Phospholipases A2 in the reproductive system of the bull.

1. Phospholipase A2 activities were studied in the reproductive organs, seminal plasma and spermatozoa of adult bulls. 2. Phosphatidylethanolamine and phosphatidylcholine with 14C-labelled linoleic (lino-PE, lino-PC) or arachidonic acid (ara-PE, ara-PC) at sn-2 position as well as a fluorescent derivative (4-pyrenylbutyric acid) of phosphatidylcholine (PPC) were used as substrates. 3. The radioactive substrates were hydrolysed most strongly by homogenates of the prostate and Cowper's gland, but also seminal vesicle and its secretory fluid, seminal plasma and ejaculated spermatozoa contained hydrolytic activity. The fluorescence substrate was most strongly hydrolysed by homogenates of ampulla and seminal vesicle as well as its secretory fluid, seminal plasma and ejaculated spermatozoa. 4. Seminal plasma and seminal vesicle fluid contained a Ca2(+)-independent enzyme (enzyme I), which hydrolysed only PPC, while another Ca2(+)-dependent enzyme (enzyme II) hydrolysed only the radioactive substrates. 5. Both enzymes were purified from the seminal vesicle fluid and their biochemical properties were analysed.

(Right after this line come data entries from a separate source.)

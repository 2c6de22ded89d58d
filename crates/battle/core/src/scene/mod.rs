//! The battle scene: state machine driving one encounter from start to
//! outcome.
//!
//! Each [`BattleScene::update`] call is one tick. The order within a tick is
//! fixed: windows update, then (unless a modal message is visible) one
//! resolution step, then (unless a message is pending) one input step, then
//! background sync, event update and screen effects.
mod error;
mod flow;
mod phase;
pub mod ports;

pub use error::SceneError;
pub use phase::{BattlePhase, BattleResult};
pub use ports::{
    Background, BattleServices, BattleUi, CommandSource, EffectResolver, EncounterEvents,
    PartyOption, PlayerCommand, Presentation,
};

use crate::config::BattleConfig;
use crate::engine::{Decision, EnemyDecisionEngine};
use crate::env::{BattleEnv, EnemyActionDefinition};
use crate::state::{ActorId, BattleContext, BattlerId, BattlerOrigin, TerrainId, TroopId};

/// Result of [`BattleScene::start`].
#[derive(Clone, Copy, Debug, PartialEq, Eq)]
pub enum StartOutcome {
    Started,
    /// The troop id was out of range. The scene recorded a victory and asked
    /// to exit without building any battle state.
    Aborted { troop_id: TroopId },
}

pub struct BattleScene<'a> {
    env: BattleEnv<'a>,
    services: BattleServices,
    config: BattleConfig,

    // encounter setup supplied by the caller
    roster: Vec<ActorId>,
    terrain: Option<TerrainId>,
    background_override: Option<String>,

    context: Option<BattleContext>,
    background: Option<Background>,
    /// Background name last adopted from the context.
    shown_background: String,

    phase: BattlePhase,
    cycle: u32,
    auto_battle: bool,
    active_actor: Option<BattlerId>,
    result: Option<BattleResult>,
    exit_requested: bool,
}

impl<'a> BattleScene<'a> {
    pub fn new(env: BattleEnv<'a>, services: BattleServices, config: BattleConfig) -> Self {
        Self {
            env,
            services,
            config,
            roster: Vec::new(),
            terrain: None,
            background_override: None,
            context: None,
            background: None,
            shown_background: String::new(),
            phase: BattlePhase::Start,
            cycle: 0,
            auto_battle: false,
            active_actor: None,
            result: None,
            exit_requested: false,
        }
    }

    /// Party members fielded outside battle-test mode.
    pub fn with_roster(mut self, roster: impl IntoIterator<Item = ActorId>) -> Self {
        self.roster = roster.into_iter().collect();
        self
    }

    /// Terrain the encounter happens on. Defaults to the system terrain.
    pub fn with_terrain(mut self, terrain: TerrainId) -> Self {
        self.terrain = Some(terrain);
        self
    }

    /// Named background that overrides the terrain default.
    pub fn with_background(mut self, name: impl Into<String>) -> Self {
        self.background_override = Some(name.into());
        self
    }

    // ===== lifecycle =====

    /// Sets up the encounter for `troop_id`.
    ///
    /// In battle-test mode the configured test troop replaces `troop_id`
    /// before it is validated. An id outside `1..=troop_count` aborts the
    /// battle as a victory.
    ///
    /// # Errors
    ///
    /// Fails when a required oracle is missing or a troop member or party
    /// member has no template. Any previous battle is released first, so a
    /// failed start leaves the scene without a context or result.
    pub fn start(
        &mut self,
        troop_id: TroopId,
        battle_test: bool,
    ) -> Result<StartOutcome, SceneError> {
        self.context = None;
        self.result = None;
        self.exit_requested = false;

        let troop_id = if battle_test {
            self.env.system()?.battle_test.troop
        } else {
            troop_id
        };

        let troops = self.env.troops()?;
        let troop = match troop_id.index() {
            Some(index) if index < troops.troop_count() => troops.troop(troop_id),
            _ => None,
        };
        let Some(troop) = troop else {
            tracing::warn!(
                troop = %troop_id,
                troop_count = troops.troop_count(),
                "invalid monster party id"
            );
            self.result = Some(BattleResult::Victory);
            self.exit_requested = true;
            return Ok(StartOutcome::Aborted { troop_id });
        };

        let system = self.env.system()?;
        let (members, background_name) = if battle_test {
            (
                system.battle_test.members.clone(),
                system.battle_test.background.clone(),
            )
        } else {
            (
                self.roster.clone(),
                self.background_override.clone().unwrap_or_default(),
            )
        };

        let mut ctx = BattleContext::new(troop_id, self.config.seed);
        let actors = self.env.actors()?;
        for actor in members {
            let template = actors.actor(actor).ok_or(SceneError::MissingActor(actor))?;
            if ctx
                .spawn(template.name.clone(), BattlerOrigin::Actor(actor), template.max_hp)
                .is_none()
            {
                tracing::warn!(%actor, "party is full; member left out");
            }
        }
        let enemies = self.env.enemies()?;
        for &enemy in &troop.members {
            let template = enemies.enemy(enemy).ok_or(SceneError::MissingEnemy(enemy))?;
            if ctx
                .spawn(template.name.clone(), BattlerOrigin::Enemy(enemy), template.max_hp)
                .is_none()
            {
                tracing::warn!(%enemy, "troop is full; member left out");
            }
        }
        ctx.set_background_name(background_name.clone());

        self.cycle = 0;
        self.auto_battle = false;
        self.active_actor = None;

        self.services.ui.open(&ctx);
        self.services.presentation.reset_map_bgm();
        self.services.presentation.play_bgm(&system.battle_music);
        self.services.presentation.play_se(&system.battle_se);

        let background = if background_name.is_empty() {
            Background::Terrain(self.terrain.unwrap_or(system.default_terrain))
        } else {
            Background::Named(background_name.clone())
        };
        self.services.presentation.show_background(&background);
        self.background = Some(background);
        self.shown_background = background_name;

        tracing::info!(
            troop = %troop_id,
            name = %troop.name,
            party = ctx.party().members().len(),
            enemies = ctx.troop().members().len(),
            battle_test,
            "battle started"
        );
        self.context = Some(ctx);
        // Set directly so a restarted scene reports `Start` again.
        self.phase = BattlePhase::Start;
        self.services.ui.on_phase_changed(BattlePhase::Start);

        Ok(StartOutcome::Started)
    }

    /// Runs one tick.
    ///
    /// A scene that already requested exit ignores further ticks.
    pub fn update(&mut self) -> Result<(), SceneError> {
        if self.exit_requested {
            return Ok(());
        }
        let mut ctx = self.context.take().ok_or(SceneError::NotStarted)?;
        let result = self.tick(&mut ctx);
        self.context = Some(ctx);
        result
    }

    fn tick(&mut self, ctx: &mut BattleContext) -> Result<(), SceneError> {
        self.cycle += 1;
        self.services.ui.update();

        if !self.services.ui.is_message_visible() {
            self.process_actions(ctx)?;
        }
        if !self.services.ui.is_message_pending() {
            self.process_input(ctx)?;
        }

        self.sync_background(ctx);
        self.services.events.update(ctx);
        self.services.presentation.update_screen();
        Ok(())
    }

    /// Ends the current turn: clears auto-battle, advances the turn counter
    /// and runs turn-boundary events.
    pub fn next_turn(&mut self) -> Result<u32, SceneError> {
        let mut ctx = self.context.take().ok_or(SceneError::NotStarted)?;
        let turn = self.advance_turn(&mut ctx);
        self.context = Some(ctx);
        Ok(turn)
    }

    fn advance_turn(&mut self, ctx: &mut BattleContext) -> u32 {
        self.auto_battle = false;
        let turn = ctx.advance_turn();
        self.services.events.process_turn(turn, ctx);
        tracing::info!(turn, "next turn");
        turn
    }

    /// Decides `def` for `enemy` and applies the phase change it requests.
    pub fn create_enemy_action(
        &mut self,
        enemy: BattlerId,
        def: &EnemyActionDefinition,
    ) -> Result<Decision, SceneError> {
        let mut ctx = self.context.take().ok_or(SceneError::NotStarted)?;
        let result = self.decide(&mut ctx, enemy, def);
        self.context = Some(ctx);
        result
    }

    fn decide(
        &mut self,
        ctx: &mut BattleContext,
        enemy: BattlerId,
        def: &EnemyActionDefinition,
    ) -> Result<Decision, SceneError> {
        let engine = EnemyDecisionEngine::new(self.env);
        let decision =
            engine.create_enemy_action(ctx, enemy, def, self.services.ui.selected_skill())?;
        if let Decision::Assigned {
            next_phase: Some(phase),
            ..
        } = decision
        {
            self.set_phase(phase);
        }
        Ok(decision)
    }

    /// Lets every living enemy pick and decide an action for this round.
    fn decide_enemy_actions(
        &mut self,
        ctx: &mut BattleContext,
    ) -> Result<(), SceneError> {
        let engine = EnemyDecisionEngine::new(self.env);
        let enemies: Vec<BattlerId> = ctx.troop().living(ctx.battlers()).collect();
        for enemy in enemies {
            match engine.choose_action(ctx, enemy)? {
                Some(def) => {
                    self.decide(ctx, enemy, &def)?;
                }
                None => tracing::debug!(%enemy, "enemy has no actions"),
            }
        }
        Ok(())
    }

    pub fn set_phase(&mut self, phase: BattlePhase) {
        if self.phase == phase {
            return;
        }
        tracing::debug!(from = %self.phase, to = %phase, "phase changed");
        self.phase = phase;

        if let Some(result) = phase.result() {
            self.result = Some(result);
            self.exit_requested = true;
            tracing::info!(%result, "battle finished");
        }
        self.services.ui.on_phase_changed(phase);
    }

    fn sync_background(&mut self, ctx: &BattleContext) {
        if ctx.background_name() == self.shown_background {
            return;
        }
        self.shown_background = ctx.background_name().to_owned();
        if !self.shown_background.is_empty() {
            let background = Background::Named(self.shown_background.clone());
            self.services.presentation.show_background(&background);
            self.background = Some(background);
        }
    }

    // ===== accessors =====

    pub fn env(&self) -> &BattleEnv<'a> {
        &self.env
    }

    pub fn phase(&self) -> BattlePhase {
        self.phase
    }

    /// Ticks since the last `start`.
    pub fn cycle(&self) -> u32 {
        self.cycle
    }

    pub fn is_auto_battle(&self) -> bool {
        self.auto_battle
    }

    pub fn active_actor(&self) -> Option<BattlerId> {
        self.active_actor
    }

    pub fn result(&self) -> Option<BattleResult> {
        self.result
    }

    pub fn exit_requested(&self) -> bool {
        self.exit_requested
    }

    pub fn context(&self) -> Option<&BattleContext> {
        self.context.as_ref()
    }

    pub fn context_mut(&mut self) -> Option<&mut BattleContext> {
        self.context.as_mut()
    }

    pub fn background(&self) -> Option<&Background> {
        self.background.as_ref()
    }

    pub fn services(&self) -> &BattleServices {
        &self.services
    }

    pub fn services_mut(&mut self) -> &mut BattleServices {
        &mut self.services
    }
}

impl Drop for BattleScene<'_> {
    fn drop(&mut self) {
        if let Some(ctx) = self.context.take() {
            tracing::debug!(troop = %ctx.troop_id(), turn = ctx.turn(), "battle context released");
        }
    }
}

impl std::fmt::Debug for BattleScene<'_> {
    fn fmt(&self, f: &mut std::fmt::Formatter<'_>) -> std::fmt::Result {
        f.debug_struct("BattleScene")
            .field("phase", &self.phase)
            .field("cycle", &self.cycle)
            .field("auto_battle", &self.auto_battle)
            .field("active_actor", &self.active_actor)
            .field("result", &self.result)
            .field("exit_requested", &self.exit_requested)
            .finish_non_exhaustive()
    }
}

In SDS-PAGE enzyme I preparation resulted in two major bands with molecular weights of 16,000 and 60,000 in equal quantities and minor band at 15,000. The binding of the enzyme I to Con A-Sepharose indicated that it is a glycoprotein and it had multiple pI-values from 3.75 to 5.0. Enzyme II gave in SDS-PAGE two closely located bands with molecular weights of about 15,000 and 16,000 (major band). Isoelectric focusing showed one band at pI 4.7. Both enzymes appear to bind to spermatozoa at ejaculation but their function remains to be shown.